SUPPLIED RECORDS »
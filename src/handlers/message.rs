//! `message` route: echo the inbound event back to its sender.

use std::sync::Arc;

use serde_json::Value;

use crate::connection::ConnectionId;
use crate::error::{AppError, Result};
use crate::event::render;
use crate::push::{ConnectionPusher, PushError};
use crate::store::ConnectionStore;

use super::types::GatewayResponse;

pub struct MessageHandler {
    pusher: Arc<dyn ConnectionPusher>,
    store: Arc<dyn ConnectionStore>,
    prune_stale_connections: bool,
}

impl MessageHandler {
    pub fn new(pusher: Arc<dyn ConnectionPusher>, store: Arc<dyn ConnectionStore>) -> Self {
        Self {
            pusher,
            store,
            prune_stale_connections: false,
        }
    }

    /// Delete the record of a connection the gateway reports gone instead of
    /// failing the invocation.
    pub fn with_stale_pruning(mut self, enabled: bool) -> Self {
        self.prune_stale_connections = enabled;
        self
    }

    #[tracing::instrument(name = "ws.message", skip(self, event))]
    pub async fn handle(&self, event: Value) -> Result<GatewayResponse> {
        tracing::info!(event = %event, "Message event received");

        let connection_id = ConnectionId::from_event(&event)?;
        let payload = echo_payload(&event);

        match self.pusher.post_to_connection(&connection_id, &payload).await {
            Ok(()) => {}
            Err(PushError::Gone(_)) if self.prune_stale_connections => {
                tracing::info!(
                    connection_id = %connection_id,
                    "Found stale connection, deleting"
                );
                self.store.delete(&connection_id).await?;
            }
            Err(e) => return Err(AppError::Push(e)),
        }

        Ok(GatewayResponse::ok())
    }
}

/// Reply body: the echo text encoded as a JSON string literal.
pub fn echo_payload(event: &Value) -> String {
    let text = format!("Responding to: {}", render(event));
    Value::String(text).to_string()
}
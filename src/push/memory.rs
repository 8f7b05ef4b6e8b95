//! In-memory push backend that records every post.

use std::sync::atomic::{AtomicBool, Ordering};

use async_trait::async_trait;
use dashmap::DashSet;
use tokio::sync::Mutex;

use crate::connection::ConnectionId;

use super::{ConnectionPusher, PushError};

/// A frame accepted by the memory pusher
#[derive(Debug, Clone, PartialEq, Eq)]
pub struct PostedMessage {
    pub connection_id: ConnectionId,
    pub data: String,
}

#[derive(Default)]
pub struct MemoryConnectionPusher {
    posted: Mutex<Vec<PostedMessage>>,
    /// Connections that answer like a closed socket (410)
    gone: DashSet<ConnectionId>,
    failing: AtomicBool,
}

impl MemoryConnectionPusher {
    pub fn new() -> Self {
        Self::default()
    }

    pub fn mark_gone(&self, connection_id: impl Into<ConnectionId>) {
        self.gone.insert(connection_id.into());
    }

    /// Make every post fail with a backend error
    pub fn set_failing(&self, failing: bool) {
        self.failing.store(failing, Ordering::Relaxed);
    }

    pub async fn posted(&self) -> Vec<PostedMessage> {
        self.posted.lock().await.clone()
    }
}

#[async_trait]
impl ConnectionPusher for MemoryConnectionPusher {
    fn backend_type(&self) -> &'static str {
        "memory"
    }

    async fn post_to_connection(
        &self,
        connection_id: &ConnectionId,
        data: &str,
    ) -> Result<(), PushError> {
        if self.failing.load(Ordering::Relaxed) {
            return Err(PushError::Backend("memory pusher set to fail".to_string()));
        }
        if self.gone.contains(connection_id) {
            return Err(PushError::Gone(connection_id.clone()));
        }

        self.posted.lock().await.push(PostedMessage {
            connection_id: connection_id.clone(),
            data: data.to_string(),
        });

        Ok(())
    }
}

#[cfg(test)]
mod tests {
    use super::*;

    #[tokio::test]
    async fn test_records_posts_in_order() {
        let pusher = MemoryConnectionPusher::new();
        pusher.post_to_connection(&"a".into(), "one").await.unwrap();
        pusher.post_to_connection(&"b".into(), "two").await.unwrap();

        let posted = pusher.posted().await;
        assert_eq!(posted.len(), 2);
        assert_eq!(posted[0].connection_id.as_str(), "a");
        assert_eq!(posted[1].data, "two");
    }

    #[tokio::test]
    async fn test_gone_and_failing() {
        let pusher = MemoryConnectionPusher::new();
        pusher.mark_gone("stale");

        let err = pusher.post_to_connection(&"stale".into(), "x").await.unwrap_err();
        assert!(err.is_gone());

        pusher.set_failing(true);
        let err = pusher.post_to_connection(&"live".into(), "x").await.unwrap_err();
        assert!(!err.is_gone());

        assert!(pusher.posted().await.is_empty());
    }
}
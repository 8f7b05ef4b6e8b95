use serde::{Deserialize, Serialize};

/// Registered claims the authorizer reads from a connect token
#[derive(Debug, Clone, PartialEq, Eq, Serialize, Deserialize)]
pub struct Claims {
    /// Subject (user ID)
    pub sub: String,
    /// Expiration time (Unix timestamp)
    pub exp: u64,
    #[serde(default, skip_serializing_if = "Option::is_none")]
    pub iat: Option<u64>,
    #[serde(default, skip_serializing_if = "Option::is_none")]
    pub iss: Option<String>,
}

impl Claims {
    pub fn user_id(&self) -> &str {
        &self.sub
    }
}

==

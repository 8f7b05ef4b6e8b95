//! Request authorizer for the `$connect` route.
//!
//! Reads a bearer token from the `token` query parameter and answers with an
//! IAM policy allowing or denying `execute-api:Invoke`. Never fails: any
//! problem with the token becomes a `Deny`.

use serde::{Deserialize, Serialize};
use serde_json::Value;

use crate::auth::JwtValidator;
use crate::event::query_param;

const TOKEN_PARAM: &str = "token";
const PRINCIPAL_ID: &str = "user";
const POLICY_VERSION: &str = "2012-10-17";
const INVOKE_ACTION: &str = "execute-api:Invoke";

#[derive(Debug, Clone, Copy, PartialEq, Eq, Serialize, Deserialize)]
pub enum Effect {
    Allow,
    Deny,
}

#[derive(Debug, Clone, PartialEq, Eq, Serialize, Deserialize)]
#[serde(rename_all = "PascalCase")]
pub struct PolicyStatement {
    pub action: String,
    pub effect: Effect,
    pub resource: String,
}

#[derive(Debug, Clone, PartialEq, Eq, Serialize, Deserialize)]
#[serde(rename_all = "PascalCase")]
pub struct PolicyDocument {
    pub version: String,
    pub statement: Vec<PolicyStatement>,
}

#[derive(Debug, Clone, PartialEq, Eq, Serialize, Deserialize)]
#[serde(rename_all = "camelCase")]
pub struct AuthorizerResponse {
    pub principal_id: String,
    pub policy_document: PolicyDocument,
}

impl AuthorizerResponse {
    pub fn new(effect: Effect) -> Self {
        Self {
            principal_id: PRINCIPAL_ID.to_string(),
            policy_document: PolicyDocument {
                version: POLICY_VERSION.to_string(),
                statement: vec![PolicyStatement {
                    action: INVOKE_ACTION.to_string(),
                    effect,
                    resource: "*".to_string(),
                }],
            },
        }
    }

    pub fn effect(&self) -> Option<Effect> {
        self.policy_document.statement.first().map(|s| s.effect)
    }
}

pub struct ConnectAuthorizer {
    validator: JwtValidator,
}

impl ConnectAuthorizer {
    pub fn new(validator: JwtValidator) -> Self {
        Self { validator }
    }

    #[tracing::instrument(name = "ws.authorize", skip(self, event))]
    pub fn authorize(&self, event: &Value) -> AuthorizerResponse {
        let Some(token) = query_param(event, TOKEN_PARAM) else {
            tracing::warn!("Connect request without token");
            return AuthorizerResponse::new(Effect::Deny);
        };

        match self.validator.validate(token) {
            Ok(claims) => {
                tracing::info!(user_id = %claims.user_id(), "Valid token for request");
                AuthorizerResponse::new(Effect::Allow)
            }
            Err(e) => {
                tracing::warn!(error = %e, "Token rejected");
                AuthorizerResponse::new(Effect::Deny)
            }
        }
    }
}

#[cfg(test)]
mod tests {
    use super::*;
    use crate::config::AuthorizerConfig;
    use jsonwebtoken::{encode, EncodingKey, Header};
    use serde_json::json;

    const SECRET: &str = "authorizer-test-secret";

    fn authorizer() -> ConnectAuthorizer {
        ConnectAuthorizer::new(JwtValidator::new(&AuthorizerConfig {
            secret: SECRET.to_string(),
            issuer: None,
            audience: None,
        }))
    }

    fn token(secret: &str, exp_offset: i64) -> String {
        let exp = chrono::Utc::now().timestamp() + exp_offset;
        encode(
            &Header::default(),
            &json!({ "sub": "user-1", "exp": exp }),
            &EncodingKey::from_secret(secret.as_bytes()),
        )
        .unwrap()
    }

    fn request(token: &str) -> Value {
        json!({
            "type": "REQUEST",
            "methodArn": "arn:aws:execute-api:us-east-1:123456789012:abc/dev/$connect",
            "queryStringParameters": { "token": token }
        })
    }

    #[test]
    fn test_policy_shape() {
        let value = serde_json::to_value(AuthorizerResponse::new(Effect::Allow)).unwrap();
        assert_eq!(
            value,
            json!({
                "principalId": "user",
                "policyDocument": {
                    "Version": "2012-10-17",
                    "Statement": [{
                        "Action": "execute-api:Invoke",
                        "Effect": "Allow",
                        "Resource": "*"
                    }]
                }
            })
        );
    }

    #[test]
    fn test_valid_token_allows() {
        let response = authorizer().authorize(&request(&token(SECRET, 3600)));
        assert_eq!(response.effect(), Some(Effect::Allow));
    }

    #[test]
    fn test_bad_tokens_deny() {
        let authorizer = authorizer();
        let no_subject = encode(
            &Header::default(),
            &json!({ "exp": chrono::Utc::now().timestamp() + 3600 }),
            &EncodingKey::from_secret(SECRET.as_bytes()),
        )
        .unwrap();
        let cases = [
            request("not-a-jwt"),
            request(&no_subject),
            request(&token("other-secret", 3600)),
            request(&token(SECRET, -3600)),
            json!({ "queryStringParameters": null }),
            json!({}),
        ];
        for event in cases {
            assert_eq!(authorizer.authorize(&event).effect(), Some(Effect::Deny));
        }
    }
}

...

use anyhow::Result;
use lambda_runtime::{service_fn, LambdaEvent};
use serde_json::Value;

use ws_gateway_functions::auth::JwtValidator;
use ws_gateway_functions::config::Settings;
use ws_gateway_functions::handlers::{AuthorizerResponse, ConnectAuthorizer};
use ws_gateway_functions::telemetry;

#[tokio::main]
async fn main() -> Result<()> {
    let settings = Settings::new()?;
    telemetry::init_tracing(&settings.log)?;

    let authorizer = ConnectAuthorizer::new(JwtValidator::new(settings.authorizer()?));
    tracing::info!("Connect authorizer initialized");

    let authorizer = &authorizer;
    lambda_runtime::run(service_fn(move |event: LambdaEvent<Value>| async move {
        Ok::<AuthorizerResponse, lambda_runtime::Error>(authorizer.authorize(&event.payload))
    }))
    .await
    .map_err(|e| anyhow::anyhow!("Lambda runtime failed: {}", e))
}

PROMPT »
Of the entries above, repeat exactly the lines from the line with "Copy, PartialEq, Eq, Serialize, Deserialize)]" through the line with "pub struct PolicyStatement", both of them included.

ANSWER SECTION »
#[derive(Debug, Clone, Copy, PartialEq, Eq, Serialize, Deserialize)]
pub enum Effect {
    Allow,
    Deny,
}

#[derive(Debug, Clone, PartialEq, Eq, Serialize, Deserialize)]
#[serde(rename_all = "PascalCase")]
pub struct PolicyStatement {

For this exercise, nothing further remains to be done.